In other aspects of the present invention, the MX_2-xX′_xGroup VI 2D TMD alloy produced in accordance with the chalcogen-substitution approach of the present invention can be used as a component of devices such as memory elements, field-effect transistors (FETs), and gas sensors.

BRIEF DESCRIPTION OF THE DRAWINGS

FIGS. 1A and 1B are block schematics illustrating aspects of the crystal structure of the H phase (FIG. 1A) and T′ phase (FIG. 1B) of a conventional Group VI transition metal dichalcogenide (TMD) phase change material.

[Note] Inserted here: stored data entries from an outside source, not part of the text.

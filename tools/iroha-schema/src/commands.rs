// SPDX-License-Identifier: Apache-2.0 OR MIT
// Copyright (c) 2025-2026 naskel.com

//! Subcommand implementations. Each returns the text to print.

use crate::config::ToolConfig;
use iroha_data_model::{all_queries, paths};
use iroha_schema::{CodecConfig, Schema, TypeKind, Value};
use std::fmt::Write as _;
use std::path::Path;

pub type CmdResult<T> = Result<T, Box<dyn std::error::Error>>;

/// Summary of a loaded schema.
pub fn check(schema: &Schema) -> String {
    let mut out = String::new();
    let _ = writeln!(out, "Schema OK: {} types", schema.len());

    let mut envelopes: Vec<(&str, Vec<&str>)> = schema
        .iter()
        .filter_map(|(id, desc)| match &desc.kind {
            TypeKind::Enum(e) if e.versioned => schema
                .versions(id)
                .ok()
                .map(|versions| (desc.name.as_str(), versions)),
            _ => None,
        })
        .collect();
    envelopes.sort();
    for (name, versions) in envelopes {
        let _ = writeln!(out, "  envelope {} [{}]", name, versions.join(", "));
    }
    let _ = writeln!(out, "  {} query variants", all_queries().count());
    out
}

/// JSON dump of the whole schema, or of one type.
pub fn dump(schema: &Schema, type_name: Option<&str>) -> CmdResult<String> {
    let mut types = schema.dump();
    match type_name {
        Some(name) => {
            let desc = types
                .remove(name)
                .ok_or_else(|| format!("Unknown type `{}`", name))?;
            Ok(serde_json::to_string_pretty(&desc)?)
        }
        None => Ok(serde_json::to_string_pretty(&types)?),
    }
}

/// Query variants with their `QueryBox` tag and argument names.
pub fn queries() -> String {
    let mut out = String::new();
    for (tag, (module, decl)) in all_queries().enumerate() {
        let args = if decl.is_no_args() {
            String::new()
        } else {
            format!(" {{ {} }}", decl.fields.join(", "))
        };
        let _ = writeln!(out, "{:>3}  {}::{}{}", tag, module, decl.name, args);
    }
    out
}

fn parse_hex(input: &str) -> CmdResult<Vec<u8>> {
    let cleaned: String = input.chars().filter(|c| !c.is_whitespace()).collect();
    let cleaned = cleaned.strip_prefix("0x").unwrap_or(&cleaned);
    Ok(hex::decode(cleaned)?)
}

/// Decode hex bytes as `type_name`, optionally unwrapping an envelope version.
pub fn decode(
    schema: &Schema,
    codec: &CodecConfig,
    type_name: &str,
    input: &str,
    version: Option<&str>,
) -> CmdResult<String> {
    let ty = schema.type_id(type_name)?;
    let bytes = parse_hex(input)?;
    let value = match version {
        Some(label) => {
            let envelope = schema.decode_with(ty, &bytes, codec)?;
            schema.unwrap_version(ty, envelope, label)?
        }
        None => schema.decode_with(ty, &bytes, codec)?,
    };
    tracing::debug!("Decoded {} bytes as {}", bytes.len(), type_name);
    Ok(serde_json::to_string_pretty(&value)?)
}

/// Encode a JSON value as `type_name`, optionally wrapping it in an envelope version.
pub fn encode(
    schema: &Schema,
    type_name: &str,
    json: &str,
    version: Option<&str>,
) -> CmdResult<String> {
    let ty = schema.type_id(type_name)?;
    let mut value: Value = serde_json::from_str(json)?;
    if let Some(label) = version {
        value = schema.wrap_version(ty, label, value)?;
    }
    let bytes = schema.encode(ty, &value)?;
    Ok(hex::encode(bytes))
}

pub fn gen_config(output: &Path) -> CmdResult<String> {
    let toml_str = toml::to_string_pretty(&ToolConfig::default())?;
    let content = format!(
        r#"# iroha-schema tool configuration
# Generated by iroha-schema gen-config

{}
"#,
        toml_str
    );
    std::fs::write(output, content)?;
    Ok(format!("Generated configuration file: {}", output.display()))
}

pub fn validate_config(path: &Path) -> CmdResult<String> {
    let config = ToolConfig::from_file(path)?;
    Ok(format!(
        "Configuration valid!\n\nLog level: {}\nmax_depth: {}\nmax_sequence_len: {}\nreject_trailing_bytes: {}",
        config.log_level,
        config.codec.max_depth,
        config.codec.max_sequence_len,
        config.codec.reject_trailing_bytes
    ))
}

/// The type most messages are exchanged as.
pub const DEFAULT_REQUEST_TYPE: &str = paths::VERSIONED_SIGNED_QUERY_REQUEST;

#[cfg(test)]
mod tests {
    use super::*;
    use iroha_data_model::load_schema;
    use tempfile::TempDir;

    #[test]
    fn test_check_lists_envelopes() {
        let schema = load_schema().expect("schema");
        let out = check(&schema);
        assert!(out.starts_with("Schema OK"));
        assert!(out.contains("VersionedSignedQueryRequest [V1]"));
        assert!(out.contains("39 query variants"));
    }

    #[test]
    fn test_dump_single_type() {
        let schema = load_schema().expect("schema");
        let json = dump(&schema, Some(paths::PAYLOAD)).expect("dump");
        let ts = json.find("timestamp_ms").expect("timestamp_ms");
        let filter = json.find("filter").expect("filter");
        assert!(ts < filter, "fields keep declared order");
        assert!(dump(&schema, Some("no.such.Type")).is_err());
    }

    #[test]
    fn test_queries_listing() {
        let out = queries();
        assert!(out.contains(" 31  trigger::FindAllActiveTriggerIds\n"));
        assert!(out.contains("trigger::FindTriggerById { id }"));
    }

    #[test]
    fn test_encode_then_decode() {
        let schema = load_schema().expect("schema");
        let json = r#"{"Struct":[["start",{"Option":{"U32":5}}],["limit",{"Option":null}]]}"#;
        let hex_out = encode(&schema, paths::PAGINATION, json, None).expect("encode");
        assert_eq!(hex_out, "010500000000");

        let decoded = decode(
            &schema,
            &CodecConfig::default(),
            paths::PAGINATION,
            "0x01 05000000 00",
            None,
        )
        .expect("decode");
        let value: Value = serde_json::from_str(&decoded).expect("json");
        assert_eq!(value, serde_json::from_str::<Value>(json).expect("json"));
    }

    #[test]
    fn test_decode_reports_bad_input() {
        let schema = load_schema().expect("schema");
        let codec = CodecConfig::default();
        assert!(decode(&schema, &codec, paths::PAGINATION, "zz", None).is_err());
        assert!(decode(&schema, &codec, paths::PAGINATION, "01", None).is_err());
        assert!(decode(&schema, &codec, "no.such.Type", "00", None).is_err());
    }

    #[test]
    fn test_gen_and_validate_config() {
        let dir = TempDir::new().expect("tempdir");
        let path = dir.path().join("tool.toml");
        gen_config(&path).expect("gen");
        let out = validate_config(&path).expect("validate");
        assert!(out.contains("max_depth: 128"));
    }
}
// SPDX-License-Identifier: Apache-2.0 OR MIT
// Copyright (c) 2025-2026 naskel.com

//! Paging and ordering of query results.

use crate::convert::{FromValue, ToValue};
use crate::ids::Name;
use crate::paths::*;
use iroha_schema::{SchemaBuilder, SchemaError, Value};

/// Window over the result set.
#[derive(Debug, Clone, Copy, Default, PartialEq, Eq)]
pub struct Pagination {
    pub start: Option<u32>,
    pub limit: Option<u32>,
}

impl Pagination {
    pub fn new(start: Option<u32>, limit: Option<u32>) -> Self {
        Self { start, limit }
    }
}

impl ToValue for Pagination {
    fn to_value(&self) -> Value {
        Value::structure([
            ("start", self.start.to_value()),
            ("limit", self.limit.to_value()),
        ])
    }
}

impl FromValue for Pagination {
    fn from_value(value: &Value) -> Option<Self> {
        Some(Self {
            start: Option::<u32>::from_value(value.get_field("start")?)?,
            limit: Option::<u32>::from_value(value.get_field("limit")?)?,
        })
    }
}

/// Sort by a metadata key; `None` keeps the ledger order.
#[derive(Debug, Clone, Default, PartialEq, Eq)]
pub struct Sorting {
    pub sort_by_metadata_key: Option<Name>,
}

impl ToValue for Sorting {
    fn to_value(&self) -> Value {
        Value::structure([("sort_by_metadata_key", self.sort_by_metadata_key.to_value())])
    }
}

impl FromValue for Sorting {
    fn from_value(value: &Value) -> Option<Self> {
        Some(Self {
            sort_by_metadata_key: Option::<Name>::from_value(
                value.get_field("sort_by_metadata_key")?,
            )?,
        })
    }
}

pub(crate) fn declare(b: &mut SchemaBuilder) -> Result<(), SchemaError> {
    let bound = b.option_of("u32");
    let key = b.option_of(NAME);
    b.make_struct(PAGINATION, [("start", &bound), ("limit", &bound)])?;
    b.make_struct(SORTING, [("sort_by_metadata_key", key)])?;
    Ok(())
}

FIG. 2 is a block schematic illustrating aspects of an exemplary memory element incorporating a MX_2-xX′_xGroup VI 2D TMD alloy in accordance with the present disclosure.

FIG. 3 is a block schematic illustrating aspects of an exemplary field effect transistor incorporating a MX_2-xX′_xGroup VI 2D TMD alloy in accordance with the present disclosure.

FIG. 4 is a block schematic illustrating aspects of an exemplary gas sensor incorporating a MX_2-xX′_xGroup VI 2D TMD alloy in accordance with the present disclosure.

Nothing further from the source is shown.